**Task description**. Produce the records below again, word for word, but stop after the line that contains "pub async fn load(user_id: u32)".

▼▼▼

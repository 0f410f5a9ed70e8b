//! Minimal view of the agent configuration: the wrapper only needs the port
//! and whether requests must be encrypted.

use std::path::PathBuf;

pub const APP_NAME: &str = "overdrive";
pub const DEFAULT_PORT: u16 = 5087;

#[derive(Debug, Clone, PartialEq)]
pub struct AgentEndpoint {
    pub port: u16,
    pub encrypted_requests: bool,
}

impl Default for AgentEndpoint {
    fn default() -> Self {
        Self {
            port: DEFAULT_PORT,
            encrypted_requests: false,
        }
    }
}

pub fn config_paths(user_id: u32) -> Vec<PathBuf> {
    let mut paths = Vec::new();
    if user_id != 0 {
        if let Some(dir) = dirs_next::config_dir() {
            paths.push(dir.join(APP_NAME).join("agent.conf"));
        }
    }
    paths.push(PathBuf::from(format!("/etc/{APP_NAME}/agent.conf")));
    paths
}

pub fn parse(content: &str) -> AgentEndpoint {
    let mut endpoint = AgentEndpoint::default();
    for line in content.lines() {
        let clean = line.trim();
        if clean.is_empty() || clean.starts_with('#') {
            continue;
        }
        let (key, value) = match clean.split_once('=') {
            Some((k, v)) => (k.trim(), Some(v.split('#').next().unwrap_or("").trim())),
            None => (clean.split('#').next().unwrap_or("").trim(), None),
        };
        match key {
            "port" => {
                if let Some(port) = value.and_then(|v| v.parse().ok()) {
                    endpoint.port = port;
                }
            }
            "request.encrypted" => {
                endpoint.encrypted_requests = match value {
                    None => true,
                    Some(v) => matches!(v.to_lowercase().as_str(), "1" | "true"),
                };
            }
            _ => {}
        }
    }
    endpoint
}

pub async fn load(user_id: u32) -> AgentEndpoint {
    for path in config_paths(user_id) {
        if let Ok(content) = tokio::fs::read_to_string(&path).await {
            return parse(&content);
        }
    }
    AgentEndpoint::default()
}
//! overdrive agent entrypoint: loads the configuration, probes the available
//! optimization tasks, applies the boot self-request and serves the request
//! endpoint on the loopback interface.

mod auth;
mod compositor;
mod conf;
mod config;
mod cpu;
mod gpu;
mod launcher;
mod mouse;
mod optimizer;
mod profile;
mod queue;
mod renicer;
mod request;
mod restore;
mod scripts;
mod state;
mod steam;
mod summary;
mod system;
mod tasks;
mod watch;
mod web;

use crate::config::AgentConfig;
use crate::optimizer::OptimizedProcess;
use crate::request::{now_ts, OptimizationRequest};
use crate::state::AppState;
use crate::tasks::TaskRegistry;
use anyhow::Context;
use std::net::SocketAddr;
use std::sync::Arc;
use tracing::{debug, info, warn};

fn arg_flag(name: &str) -> bool {
    std::env::args().any(|a| a == name)
}
fn arg_value(name: &str) -> Option<String> {
    let mut it = std::env::args();
    while let Some(a) = it.next() {
        if a == name {
            return it.next();
        }
    }
    None
}

/// Boot-time optimization: a synthetic request carrying no pid; only the
/// self-request-allowed environment tasks run, and no prior state is saved.
async fn apply_boot_optimizations(state: &AppState) {
    let Some(registry) = state.tasks() else {
        return;
    };
    if !state.config.cpu_performance {
        debug!("no initial optimization tasks defined");
        return;
    }

    let profile = Arc::new(profile::map_profile("cpu.performance", None, None));
    let mut request = OptimizationRequest::self_request();
    request.prepare();
    let process = OptimizedProcess::new(Arc::new(request), now_ts(), Some(profile));

    let boot_tasks = registry.runnable_env_tasks(state, &process).await;
    if boot_tasks.is_empty() {
        debug!("no initial optimization tasks defined");
        return;
    }

    debug!("waiting initial optimization tasks to complete");
    for task in boot_tasks {
        task.run(state, &process).await;
    }
    debug!("initial optimization tasks completed");
}

#[tokio::main]
async fn main() -> anyhow::Result<()> {
    tracing_subscriber::fmt::init();

    if arg_flag("--version") || arg_flag("-V") {
        println!("overdrive_agent {}", env!("CARGO_PKG_VERSION"));
        return Ok(());
    }

    let user_id = nix::unistd::Uid::current().as_raw();
    let mut config = match arg_value("--config") {
        Some(path) => {
            let content = std::fs::read_to_string(&path)
                .with_context(|| format!("could not read config file '{path}'"))?;
            AgentConfig::parse(&content).context("invalid agent configuration")?
        }
        None => AgentConfig::load(user_id)
            .await
            .context("invalid agent configuration")?,
    };

    info!("nice levels monitoring interval: {} seconds", config.renicer_interval);
    info!("finished process checking interval: {} seconds", config.check_finished_interval);
    info!("launcher mapping timeout: {} seconds", config.launcher_mapping_timeout);
    if !config.gpu_cache {
        warn!("available GPUs cache is disabled. Available GPUs will be mapped for every request");
    }
    if config.allow_root_scripts {
        warn!("scripts are allowed to run at root level");
    }
    if config.profile_cache {
        warn!("profile caching is enabled. Changes to files require restarting");
    }

    let machine_key = if config.encrypted_requests {
        match auth::read_machine_id().await {
            Some(id) => Some(auth::derive_key(&id)),
            None => {
                warn!(
                    "'{}' not found. Request encryption is disabled",
                    auth::machine_id_path()
                );
                config.encrypted_requests = false;
                None
            }
        }
    } else {
        None
    };

    let state = AppState::new(config, machine_key);

    let registry = TaskRegistry::check_availability(&state).await;
    info!(
        "tasks available: {} environment, {} process",
        registry.env_task_count(),
        registry.proc_task_count()
    );
    let _ = state.tasks.set(registry);

    apply_boot_optimizations(&state).await;

    if state.config.profile_cache && state.config.pre_cache_profiles {
        state.profiles.pre_cache().await;
    }

    let port = state.config.port;
    let app = web::router(state);
    let addr = SocketAddr::from(([127, 0, 0, 1], port));
    info!("ready and listening on http://{addr}/");
    axum_server::bind(addr)
        .serve(app.into_make_service())
        .await
        .with_context(|| format!("could not bind port {port}"))?;
    Ok(())
}
//! Request payload sealing. The symmetric key is derived from the machine id,
//! so only local processes can produce payloads the daemon accepts.

use aes_gcm::aead::{Aead, AeadCore, KeyInit, OsRng};
use aes_gcm::{Aes256Gcm, Key, Nonce};
use base64::engine::general_purpose::STANDARD as BASE64;
use base64::Engine;
use sha2::{Digest, Sha256};

const NONCE_LEN: usize = 12;

pub fn machine_id_path() -> &'static str {
    "/etc/machine-id"
}

pub async fn read_machine_id() -> Option<String> {
    match tokio::fs::read_to_string(machine_id_path()).await {
        Ok(id) => {
            let id = id.trim().to_string();
            if id.is_empty() {
                None
            } else {
                Some(id)
            }
        }
        Err(_) => None,
    }
}

pub fn derive_key(machine_id: &str) -> [u8; 32] {
    Sha256::digest(machine_id.as_bytes()).into()
}

/// `base64(nonce + ciphertext)` with AES-256-GCM.
pub fn encrypt(plaintext: &str, key: &[u8; 32]) -> Option<String> {
    let cipher = Aes256Gcm::new(Key::<Aes256Gcm>::from_slice(key));
    let nonce = Aes256Gcm::generate_nonce(&mut OsRng);
    let ciphertext = cipher.encrypt(&nonce, plaintext.as_bytes()).ok()?;

    let mut sealed = Vec::with_capacity(NONCE_LEN + ciphertext.len());
    sealed.extend_from_slice(&nonce);
    sealed.extend_from_slice(&ciphertext);
    Some(BASE64.encode(sealed))
}

pub fn decrypt(payload: &str, key: &[u8; 32]) -> Option<String> {
    let sealed = BASE64.decode(payload.trim()).ok()?;
    if sealed.len() <= NONCE_LEN {
        return None;
    }
    let (nonce, ciphertext) = sealed.split_at(NONCE_LEN);
    let cipher = Aes256Gcm::new(Key::<Aes256Gcm>::from_slice(key));
    let plaintext = cipher.decrypt(Nonce::from_slice(nonce), ciphertext).ok()?;
    String::from_utf8(plaintext).ok()
}

#[cfg(test)]
mod tests {
    use super::*;

    #[test]
    fn seal_and_open() {
        let key = derive_key("8c41f5166ae24b7fa45c243fb4a7b89d");
        let sealed = encrypt("{\"pid\": 42}", &key).unwrap();
        assert_eq!(decrypt(&sealed, &key).as_deref(), Some("{\"pid\": 42}"));
    }

    #[test]
    fn wrong_key_fails() {
        let sealed = encrypt("secret", &derive_key("machine-a")).unwrap();
        assert!(decrypt(&sealed, &derive_key("machine-b")).is_none());
    }

    #[test]
    fn garbage_payload_fails() {
        let key = derive_key("id");
        assert!(decrypt("not base64!!", &key).is_none());
        assert!(decrypt("aGVsbG8=", &key).is_none());
    }
}
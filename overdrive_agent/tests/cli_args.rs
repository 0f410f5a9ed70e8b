use assert_cmd::Command;

#[test]
fn version_flag_prints_and_exits() {
    let mut cmd = Command::cargo_bin("overdrive_agent").expect("binary exists");
    cmd.arg("--version");
    let assert = cmd.assert().success();
    let output = assert.get_output();
    let stdout = String::from_utf8_lossy(&output.stdout);
    assert!(stdout.starts_with("overdrive_agent "));
}

#[test]
fn unreadable_config_is_fatal() {
    let mut cmd = Command::cargo_bin("overdrive_agent").expect("binary exists");
    cmd.args(["--config", "/nonexistent/overdrive/agent.conf"]);
    cmd.assert().failure();
}

#[test]
fn invalid_config_is_fatal() {
    let dir = tempfile::TempDir::new().expect("tempdir");
    let path = dir.path().join("agent.conf");
    std::fs::write(&path, "renicer_interval=0").expect("write config");

    let mut cmd = Command::cargo_bin("overdrive_agent").expect("binary exists");
    cmd.args(["--config", path.to_str().expect("utf-8 path")]);
    cmd.assert().failure();
}
//! Steam runtime command dissection used by the launcher mapper.

use once_cell::sync::Lazy;
use regex::Regex;

static RE_STEAM_CMD: Lazy<Regex> =
    Lazy::new(|| Regex::new(r"^.+\s+SteamLaunch\s+AppId\s*=\s*\d+\s+--\s+(.+)").expect("steam regex"));
static RE_PROTON_CMD: Lazy<Regex> =
    Lazy::new(|| Regex::new(r"^.+/proton\s+waitforexitandrun\s+(/.+)$").expect("proton regex"));
static RE_EXE_NAME: Lazy<Regex> = Lazy::new(|| Regex::new(r"^(.+\.\w+)(\s+.+)?$").expect("exe regex"));

/// The command Steam actually launches, extracted from the reaper wrapper.
pub fn get_steam_runtime_command(cmd: &str) -> Option<&str> {
    RE_STEAM_CMD
        .captures(cmd)
        .and_then(|c| c.get(1))
        .map(|m| m.as_str().trim())
}

/// Executable file name (with extension) from a path, dropping trailing
/// arguments.
pub fn get_exe_name(file_path: &str) -> Option<String> {
    let base = file_path.rsplit('/').next()?;
    RE_EXE_NAME
        .captures(base)
        .and_then(|c| c.get(1))
        .map(|m| m.as_str().trim().to_string())
}

/// For a Proton invocation: `(exe_name, windows_path, unix_path)`.
pub fn get_proton_exec_name_and_paths(cmd: &str) -> Option<(Option<String>, String, String)> {
    let unix_path = RE_PROTON_CMD.captures(cmd)?.get(1)?.as_str();
    let windows_path = format!("Z:{}", unix_path.replace('/', "\\"));
    Some((get_exe_name(unix_path), windows_path, unix_path.to_string()))
}

#[cfg(test)]
mod tests {
    use super::*;

    const PROTON_CMD: &str = "/home/u/.local/share/Steam/ubuntu12_32/reaper SteamLaunch AppId=123 -- \
        /home/u/.local/share/Steam/steamapps/common/Proton/proton waitforexitandrun /games/My Game/game.exe";

    #[test]
    fn extracts_inner_steam_command() {
        let inner = get_steam_runtime_command(PROTON_CMD).unwrap();
        assert!(inner.starts_with("/home/u/.local/share/Steam/steamapps"));
        assert!(get_steam_runtime_command("/usr/bin/vim file").is_none());
    }

    #[test]
    fn proton_paths_include_windows_form() {
        let inner = get_steam_runtime_command(PROTON_CMD).unwrap();
        let (exe, win, unix) = get_proton_exec_name_and_paths(inner).unwrap();
        assert_eq!(exe.as_deref(), Some("game.exe"));
        assert_eq!(unix, "/games/My Game/game.exe");
        assert_eq!(win, "Z:\\games\\My Game\\game.exe");
    }

    #[test]
    fn native_commands_have_no_proton_paths() {
        assert!(get_proton_exec_name_and_paths("/games/native/start.sh").is_none());
    }

    #[test]
    fn exe_name_requires_extension() {
        assert_eq!(get_exe_name("/g/Game.exe -windowed").as_deref(), Some("Game.exe"));
        assert_eq!(get_exe_name("/usr/bin/game"), None);
    }
}
//! Set of pids currently being processed; lets the ingress layer suppress
//! duplicate requests while an optimization is in flight or watched.

use std::collections::HashSet;
use tokio::sync::Mutex;

#[derive(Debug, Default)]
pub struct ProcessingQueue {
    pids: Mutex<HashSet<i32>>,
}

impl ProcessingQueue {
    pub fn new() -> Self {
        Self::default()
    }

    pub async fn add_pid(&self, pid: i32) -> bool {
        self.pids.lock().await.insert(pid)
    }

    pub async fn remove_pids<I: IntoIterator<Item = i32>>(&self, pids: I) {
        let mut guard = self.pids.lock().await;
        for pid in pids {
            guard.remove(&pid);
        }
    }

    pub async fn contains(&self, pid: i32) -> bool {
        self.pids.lock().await.contains(&pid)
    }

    pub async fn len(&self) -> usize {
        self.pids.lock().await.len()
    }
}

#[cfg(test)]
mod tests {
    use super::*;

    #[tokio::test]
    async fn add_is_idempotent() {
        let queue = ProcessingQueue::new();
        assert!(queue.add_pid(10).await);
        assert!(!queue.add_pid(10).await);
        assert!(queue.contains(10).await);
        assert_eq!(queue.len().await, 1);
    }

    #[tokio::test]
    async fn remove_accepts_many() {
        let queue = ProcessingQueue::new();
        queue.add_pid(1).await;
        queue.add_pid(2).await;
        queue.remove_pids([1, 2, 3]).await;
        assert_eq!(queue.len().await, 0);
    }
}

▲▲▲

**Task solution**.
repository 0f410f5a9ed70e8b
//! Minimal view of the agent configuration: the wrapper only needs the port
//! and whether requests must be encrypted.

use std::path::PathBuf;

pub const APP_NAME: &str = "overdrive";
pub const DEFAULT_PORT: u16 = 5087;

#[derive(Debug, Clone, PartialEq)]
pub struct AgentEndpoint {
    pub port: u16,
    pub encrypted_requests: bool,
}

impl Default for AgentEndpoint {
    fn default() -> Self {
        Self {
            port: DEFAULT_PORT,
            encrypted_requests: false,
        }
    }
}

pub fn config_paths(user_id: u32) -> Vec<PathBuf> {
    let mut paths = Vec::new();
    if user_id != 0 {
        if let Some(dir) = dirs_next::config_dir() {
            paths.push(dir.join(APP_NAME).join("agent.conf"));
        }
    }
    paths.push(PathBuf::from(format!("/etc/{APP_NAME}/agent.conf")));
    paths
}

pub fn parse(content: &str) -> AgentEndpoint {
    let mut endpoint = AgentEndpoint::default();
    for line in content.lines() {
        let clean = line.trim();
        if clean.is_empty() || clean.starts_with('#') {
            continue;
        }
        let (key, value) = match clean.split_once('=') {
            Some((k, v)) => (k.trim(), Some(v.split('#').next().unwrap_or("").trim())),
            None => (clean.split('#').next().unwrap_or("").trim(), None),
        };
        match key {
            "port" => {
                if let Some(port) = value.and_then(|v| v.parse().ok()) {
                    endpoint.port = port;
                }
            }
            "request.encrypted" => {
                endpoint.encrypted_requests = match value {
                    None => true,
                    Some(v) => matches!(v.to_lowercase().as_str(), "1" | "true"),
                };
            }
            _ => {}
        }
    }
    endpoint
}

pub async fn load(user_id: u32) -> AgentEndpoint {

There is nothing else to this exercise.